TTI / Dev /README_VLAC_INTEGRATION.md

Upload folder using huggingface_hub

857c2e9 verified about 1 month ago

7.34 kB

	# VLAC Integration with SimpleVLA-RL

	This document describes the integration of Vision-Language-Action-Critic (VLAC) into the SimpleVLA-RL training framework.

	## Overview

	The VLAC integration replaces the simulator's terminal success signal during training with VLAC-predicted values, while preserving the simulator signal for evaluation.
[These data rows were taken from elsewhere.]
//! Command-line access to the Imperial Valley velocity model.
//!
//! The binary wraps these modules; they are exposed as a library so the
//! integration tests can drive them without spawning processes.

pub mod grid_tools;
pub mod input;
pub mod report;

pub use grid_tools::{build_grid, verify_grid, BuiltGrid, Mismatch, TableRow, Verification};
pub use input::{parse_line, read_points};
pub use report::{format_info, records, render, OutputFormat, QueryRecord};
This enables more nuanced reward signals and better task progress estimation.

	## Architecture

	```
	SimpleVLA-RL Training Process:
	┌─────────────────┐ HTTP/JSON ┌─────────────────┐
	│ Training │◄─────────────────►│ VLAC Service │
	│ (rob_rollout) │ (done check, │ (port 8111) │
	│ │ terminal value) │ │
	└─────────────────┘ └─────────────────┘
	```

	### Key Components

	1. VLAC Service (`vlac_service.py`): HTTP API exposing VLAC model functionality
	2. VLAC Client (`verl/utils/vlac_client.py`): Python client for service communication
	3. Enhanced Rollout (`verl/workers/rollout/rob_rollout.py`): Modified rollout with VLAC integration

	## Usage

	### 1. Start VLAC Service

	```bash
	# Start VLAC service (required for training)
	python vlac_service.py --port 8111 --gpu-ids 0,1,2,3
	```

	### 2. Training with VLAC

	```bash
	# Run training with VLAC integration enabled
	bash examples/run_openvla_oft_rl_vlac.sh
	```

	Key Variables (edit at top of script):
	```bash
	PROJECT_NAME='SimpleVLA-RL-VLAC'
	EXPERIMENT_NAME='vlac-libero10-sftall_node1_trial'
	SFT_MODEL_PATH="CKPT/Openvla-oft-SFT-libero10-trajall"
	DATASET_NAME="libero_10"
	VLAC_SERVICE_URL="http://localhost:8111"
	```

	Key VLAC Configuration:
	```yaml
	+actor_rollout_ref.rollout.use_vlac=true
	+actor_rollout_ref.rollout.vlac_service_url=$VLAC_SERVICE_URL
	trainer.val_before_train=False # Avoid val_only issue
	```

	### 3. Evaluation (Environment Done)

	```bash
	# Run evaluation with environment done signal
	bash examples/eval_openvla_oft_vlac.sh
	```

	Key Variables (edit at top of script):
	```bash
	PROJECT_NAME='SimpleVLA-RL-VLAC-Eval'
	EXPERIMENT_NAME='vlac-libero10-sftall_node1_eval'
	SFT_MODEL_PATH="CKPT/Openvla-oft-SFT-libero10-trajall"
	DATASET_NAME="libero_10"
	```

	Key Configuration:
	```yaml
	trainer.val_only=True # Pure evaluation mode
	+actor_rollout_ref.rollout.use_vlac=false # Explicit disable
	```

	## Training Logic

	### Training Mode (`use_vlac=true`, `val_only=false`)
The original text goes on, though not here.